We further explored whether the genetic associations were modified by gender. Given the more complex genetic associations with cord data, these analyses were confined to the 7-year data (see Supplementary Material, Table S6). Boys had a more pronounced negative genetic effects for AA with rs1535 and for mead acid with both polymorphisms. In contrast, the opposite effect was observed for DHA with rs174 575. These results reflected similar FA levels in boys and girls with GG genotype (homozygotes in the minor allele) but differences in levels for homozygotes in the major alleles (see Fig. 3). Adjustment for multiple comparisons (critical P= 0.0021) suggested that all these results could have occurred by chance. We also examined gender differences in FA levels after adjusting for confounders and exogenous or dietary sources of FAs. This is based on the assumption that any residual gender effect could be attributed to endogenous sources including interactions with genetic variants. Boys had higher levels for 8 of the 12 polyunsaturated FAs (EDA, P= 0.010; all other P< 3.4 × 10−5; n = 3951), with similar levels for LA, EPA and DHA (P = 0.75, 0.064 and 0.67) and lower levels for ALA (P = 0.016) (see Supplementary Material, Table S7). The critical P-value for these 12 comparisons was 0.038, using the false discovery rate.

Figure 3.

Figure 3.

Gender interactions with FADS2 polymorphisms for DHA and mead acid levels at 7 years.
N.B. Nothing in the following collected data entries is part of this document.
//! Request path after parsing: route the target (demo login / registration
//! and shortcut pages), then resolve it to a resource.
//!
//! Kept free of sockets so tests can drive it with plain buffers.

use tracing::{debug, info};

use crate::credentials::CredentialStore;
use crate::protocol::{HttpCode, Method};
use crate::resource::{ResolveError, Resource, ResourceResolver};

/// Result of fulfilling a parsed request.
pub struct Fulfilled {
    pub code: HttpCode,
    pub resource: Option<Resource>,
}

/// Pull `user` and `password` (or `passwd`) out of an urlencoded form body.
pub fn parse_form(body: &[u8]) -> Option<(String, String)> {
    let text = std::str::from_utf8(body).ok()?;
    let mut user = None;
    let mut password = None;
    for pair in text.split('&') {
        match pair.split_once('=') {
            Some(("user", v)) => user = Some(v.to_string()),
            Some(("password" | "passwd", v)) => password = Some(v.to_string()),
            _ => {}
        }
    }
    Some((user?, password?))
}

/// Map the request target to the page actually served.
///
/// A `POST` whose last path segment starts with `2` checks a login, `3`
/// registers a user. Segments starting with `0`, `1`, `5`, `6`, `7` are
/// shortcuts to fixed pages.
pub fn route(
    method: Method,
    target: &str,
    body: Option<&[u8]>,
    store: &dyn CredentialStore,
) -> String {
    let name = target.rsplit('/').next().unwrap_or_default();
    let leading = name.chars().next();

    if method == Method::Post && matches!(leading, Some('2' | '3')) {
        let creds = body.and_then(parse_form);
        let page = if leading == Some('3') {
            match creds {
                Some((user, password)) if store.insert(&user, &password) => {
                    info!(user = %user, "registered user");
                    "/log.html"
                }
                _ => "/registerError.html",
            }
        } else {
            match creds {
                Some((user, password))
                    if store.lookup(&user).as_deref() == Some(password.as_str()) =>
                {
                    info!(user = %user, "login accepted");
                    "/welcome.html"
                }
                _ => "/logError.html",
            }
        };
        return page.to_string();
    }

    match leading {
        Some('0') => "/register.html".to_string(),
        Some('1') => "/log.html".to_string(),
        Some('5') => "/picture.html".to_string(),
        Some('6') => "/video.html".to_string(),
        Some('7') => "/fans.html".to_string(),
        _ => target.to_string(),
    }
}

/// Route and resolve a complete request.
pub fn fulfill(
    method: Method,
    target: &str,
    body: Option<&[u8]>,
    resolver: &dyn ResourceResolver,
    store: &dyn CredentialStore,
) -> Fulfilled {
    let path = route(method, target, body, store);
    match resolver.resolve(&path) {
        Ok(resource) => Fulfilled {
            code: HttpCode::FileRequest,
            resource: Some(resource),
        },
        Err(err) => {
            debug!(path = %path, error = %err, "resource lookup failed");
            let code = match err {
                ResolveError::NotFound => HttpCode::NoResource,
                ResolveError::Forbidden => HttpCode::ForbiddenRequest,
                ResolveError::IsDirectory => HttpCode::BadRequest,
                ResolveError::Io(_) => HttpCode::InternalError,
            };
            Fulfilled {
                code,
                resource: None,
            }
        }
    }
}
//! Expiry-ordered timer list for idle-connection eviction.
//!
//! Nodes live in a [`Slab`] and are linked by index, so a [`TimerId`] stays
//! valid until its node is deleted or swept. The list is kept sorted ascending
//! by expiry; expired timers therefore always form a prefix and `sweep` stops at
//! the first live one.

use std::time::Instant;

use slab::Slab;

/// Handle to a scheduled timer. Not `Clone`: deleting consumes it.
#[derive(Debug, PartialEq, Eq)]
pub struct TimerId(usize);

struct Node<T> {
    expire: Instant,
    payload: T,
    prev: Option<usize>,
    next: Option<usize>,
}

pub struct TimerList<T> {
    nodes: Slab<Node<T>>,
    head: Option<usize>,
    tail: Option<usize>,
}

impl<T> TimerList<T> {
    pub fn new() -> Self {
        Self::with_capacity(0)
    }

    pub fn with_capacity(capacity: usize) -> Self {
        Self {
            nodes: Slab::with_capacity(capacity),
            head: None,
            tail: None,
        }
    }

    pub fn len(&self) -> usize {
        self.nodes.len()
    }

    pub fn is_empty(&self) -> bool {
        self.nodes.is_empty()
    }

    /// Expiry of the earliest timer.
    pub fn next_expiry(&self) -> Option<Instant> {
        self.head.map(|h| self.nodes[h].expire)
    }

    pub fn expiry(&self, id: &TimerId) -> Instant {
        self.nodes[id.0].expire
    }

    /// Schedule `payload` at `expire`. O(1) when it becomes the new minimum,
    /// otherwise a forward scan from the head.
    pub fn add(&mut self, expire: Instant, payload: T) -> TimerId {
        let key = self.nodes.insert(Node {
            expire,
            payload,
            prev: None,
            next: None,
        });

        match self.head {
            None => {
                self.head = Some(key);
                self.tail = Some(key);
            }
            Some(head) if expire < self.nodes[head].expire => {
                self.nodes[key].next = Some(head);
                self.nodes[head].prev = Some(key);
                self.head = Some(key);
            }
            Some(head) => self.insert_after(key, head),
        }
        TimerId(key)
    }

    /// Move a timer to `expire`. When the new expiry is not before its former
    /// successor the node is unlinked and reinserted scanning forward from that
    /// successor; otherwise it stays put.
    pub fn modify(&mut self, id: &TimerId, expire: Instant) {
        let key = id.0;
        self.nodes[key].expire = expire;

        if let Some(prev) = self.nodes[key].prev
            && expire < self.nodes[prev].expire
        {
            // Moved earlier than its predecessor: full reinsert.
            self.unlink(key);
            self.relink_from_head(key);
            return;
        }

        let Some(next) = self.nodes[key].next else {
            return;
        };
        if expire < self.nodes[next].expire {
            return;
        }
        self.unlink(key);
        self.insert_after(key, next);
    }

    /// Remove a timer and hand back its payload.
    pub fn delete(&mut self, id: TimerId) -> T {
        self.unlink(id.0);
        self.nodes.remove(id.0).payload
    }

    /// Evict every timer whose expiry is `<= now`, earliest first. Returns the
    /// number evicted. The remaining timers are untouched.
    pub fn sweep<F>(&mut self, now: Instant, mut evict: F) -> usize
    where
        F: FnMut(T),
    {
        let mut evicted = 0;
        while let Some(head) = self.head {
            if now < self.nodes[head].expire {
                break;
            }
            self.unlink(head);
            let node = self.nodes.remove(head);
            evict(node.payload);
            evicted += 1;
        }
        evicted
    }

    /// In-order traversal (ascending expiry).
    pub fn iter(&self) -> Iter<'_, T> {
        Iter {
            list: self,
            cursor: self.head,
        }
    }

    /// Link `key` somewhere after `start`, which must already be linked and
    /// expire no later than `key`.
    fn insert_after(&mut self, key: usize, start: usize) {
        let expire = self.nodes[key].expire;
        let mut pre = start;
        let mut cursor = self.nodes[pre].next;

        while let Some(cur) = cursor {
            if expire < self.nodes[cur].expire {
                self.nodes[pre].next = Some(key);
                self.nodes[key].prev = Some(pre);
                self.nodes[key].next = Some(cur);
                self.nodes[cur].prev = Some(key);
                return;
            }
            pre = cur;
            cursor = self.nodes[cur].next;
        }

        self.nodes[pre].next = Some(key);
        self.nodes[key].prev = Some(pre);
        self.nodes[key].next = None;
        self.tail = Some(key);
    }

    fn relink_from_head(&mut self, key: usize) {
        match self.head {
            None => {
                self.head = Some(key);
                self.tail = Some(key);
            }
            Some(head) if self.nodes[key].expire < self.nodes[head].expire => {
                self.nodes[key].next = Some(head);
                self.nodes[head].prev = Some(key);
                self.head = Some(key);
            }
            Some(head) => self.insert_after(key, head),
        }
    }

    fn unlink(&mut self, key: usize) {
        let (prev, next) = {
            let node = &self.nodes[key];
            (node.prev, node.next)
        };
        match prev {
            Some(p) => self.nodes[p].next = next,
            None => self.head = next,
        }
        match next {
            Some(n) => self.nodes[n].prev = prev,
            None => self.tail = prev,
        }
        let node = &mut self.nodes[key];
        node.prev = None;
        node.next = None;
    }
}

impl<T> Default for TimerList<T> {
    fn default() -> Self {
        Self::new()
    }
}

pub struct Iter<'a, T> {
    list: &'a TimerList<T>,
    cursor: Option<usize>,
}

impl<'a, T> Iterator for Iter<'a, T> {
    type Item = (Instant, &'a T);

    fn next(&mut self) -> Option<Self::Item> {
        let key = self.cursor?;
        let node = &self.list.nodes[key];
        self.cursor = node.next;
        Some((node.expire, &node.payload))
    }
}

#[cfg(test)]
mod tests {
    use super::*;
    use std::time::Duration;

    fn at(base: Instant, secs: u64) -> Instant {
        base + Duration::from_secs(secs)
    }

    fn order<T: Copy>(list: &TimerList<T>) -> Vec<T> {
        list.iter().map(|(_, p)| *p).collect()
    }

    fn assert_sorted<T>(list: &TimerList<T>) {
        let expiries: Vec<_> = list.iter().map(|(e, _)| e).collect();
        assert!(expiries.windows(2).all(|w| w[0] <= w[1]), "not sorted");
        assert_eq!(expiries.len(), list.len());
    }

    #[test]
    fn add_keeps_ascending_order() {
        let base = Instant::now();
        let mut list = TimerList::new();
        list.add(at(base, 5), 'b');
        list.add(at(base, 1), 'a');
        list.add(at(base, 9), 'd');
        list.add(at(base, 7), 'c');
        assert_eq!(order(&list), vec!['a', 'b', 'c', 'd']);
        assert_eq!(list.next_expiry(), Some(at(base, 1)));
    }

    #[test]
    fn equal_expiry_goes_after_existing() {
        let base = Instant::now();
        let mut list = TimerList::new();
        list.add(at(base, 3), 1);
        list.add(at(base, 3), 2);
        list.add(at(base, 3), 3);
        assert_eq!(order(&list), vec![1, 2, 3]);
    }

    #[test]
    fn modify_moves_delayed_timer_back() {
        let base = Instant::now();
        let mut list = TimerList::new();
        let a = list.add(at(base, 1), 'a');
        list.add(at(base, 2), 'b');
        list.add(at(base, 3), 'c');

        list.modify(&a, at(base, 10));
        assert_eq!(order(&list), vec!['b', 'c', 'a']);

        let d = list.add(at(base, 4), 'd');
        list.modify(&d, at(base, 5));
        assert_eq!(order(&list), vec!['b', 'c', 'd', 'a']);
        assert_sorted(&list);
    }

    #[test]
    fn modify_earlier_than_successor_is_noop_for_position() {
        let base = Instant::now();
        let mut list = TimerList::new();
        list.add(at(base, 1), 'a');
        let b = list.add(at(base, 2), 'b');
        list.add(at(base, 9), 'c');
        list.modify(&b, at(base, 8));
        assert_eq!(order(&list), vec!['a', 'b', 'c']);
        assert_eq!(list.expiry(&b), at(base, 8));
    }

    #[test]
    fn delete_head_tail_and_middle() {
        let base = Instant::now();
        let mut list = TimerList::new();
        let a = list.add(at(base, 1), 'a');
        let b = list.add(at(base, 2), 'b');
        let c = list.add(at(base, 3), 'c');
        let d = list.add(at(base, 4), 'd');

        assert_eq!(list.delete(b), 'b');
        assert_eq!(order(&list), vec!['a', 'c', 'd']);
        assert_eq!(list.delete(a), 'a');
        assert_eq!(list.delete(d), 'd');
        assert_eq!(order(&list), vec!['c']);
        assert_eq!(list.delete(c), 'c');
        assert!(list.is_empty());
        assert_eq!(list.next_expiry(), None);
    }

    #[test]
    fn sweep_removes_exactly_expired_prefix() {
        let base = Instant::now();
        let mut list = TimerList::new();
        for secs in [4, 1, 7, 3, 9, 3] {
            list.add(at(base, secs), secs);
        }
        let survivors_before: Vec<_> = list
            .iter()
            .filter(|(e, _)| *e > at(base, 3))
            .map(|(e, p)| (e, *p))
            .collect();

        let mut fired = Vec::new();
        let n = list.sweep(at(base, 3), |p| fired.push(p));

        assert_eq!(n, 3);
        assert_eq!(fired, vec![1, 3, 3]);
        let survivors_after: Vec<_> = list.iter().map(|(e, p)| (e, *p)).collect();
        assert_eq!(survivors_after, survivors_before);
    }

    #[test]
    fn sweep_on_empty_or_future_is_noop() {
        let base = Instant::now();
        let mut list: TimerList<u8> = TimerList::new();
        assert_eq!(list.sweep(base, |_| panic!("nothing to evict")), 0);
        list.add(at(base, 5), 1);
        assert_eq!(list.sweep(at(base, 4), |_| panic!("not expired")), 0);
        assert_eq!(list.len(), 1);
    }

    #[test]
    fn random_churn_stays_sorted() {
        let base = Instant::now();
        let mut list = TimerList::new();
        let mut ids = Vec::new();
        // Small LCG so the sequence is reproducible.
        let mut seed: u64 = 0x2545_f491_4f6c_dd1d;
        let mut next = || {
            seed = seed.wrapping_mul(6364136223846793005).wrapping_add(1442695040888963407);
            seed >> 33
        };

        for i in 0..500u64 {
            match next() % 4 {
                0 | 1 => ids.push(list.add(at(base, next() % 100), i)),
                2 if !ids.is_empty() => {
                    let idx = (next() as usize) % ids.len();
                    let cur = list.expiry(&ids[idx]);
                    list.modify(&ids[idx], cur + Duration::from_secs(next() % 50));
                }
                3 if !ids.is_empty() => {
                    let idx = (next() as usize) % ids.len();
                    list.delete(ids.swap_remove(idx));
                }
                _ => {}
            }
            assert_sorted(&list);
        }

        let cutoff = at(base, 60);
        let mut fired = Vec::new();
        list.sweep(cutoff, |p| fired.push(p));
        assert!(list.iter().all(|(e, _)| e > cutoff));
        assert_sorted(&list);
    }
}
Gender by genotype means are shown for two FAs with 95% CIs. (A) Boys showed a stronger genetic effect than girls for mead acid (P = 0.0021). In contrast for (B), girls showed a stronger effect for DHA (P = 0.039). Both these interactions tended to reflect similar levels for GG boys and girls with differences becoming most marked for homozygotes in the major allele.

DISCUSSION

This is the first large-scale study to compare the effect of two polymorphisms in the FADS2 gene on FA profiles at three time points: during pregnancy for the mother, at birth for the neonate and at 7 years old for the child. In all three data sets, the two genetic variants had strong associations with most of the polyunsaturated FAs reported in this study. These results were consistent with the minor allele being associated with lower activity leading to reduced amounts of the products but increased amounts of the un-metabolized precursors. These associations were not restricted to precursors or products of the specific Δ-6 metabolic stage, but included other associations possibly reflecting linkage disequilibrium (LD) with Δ-5 variants in the FADS1 gene.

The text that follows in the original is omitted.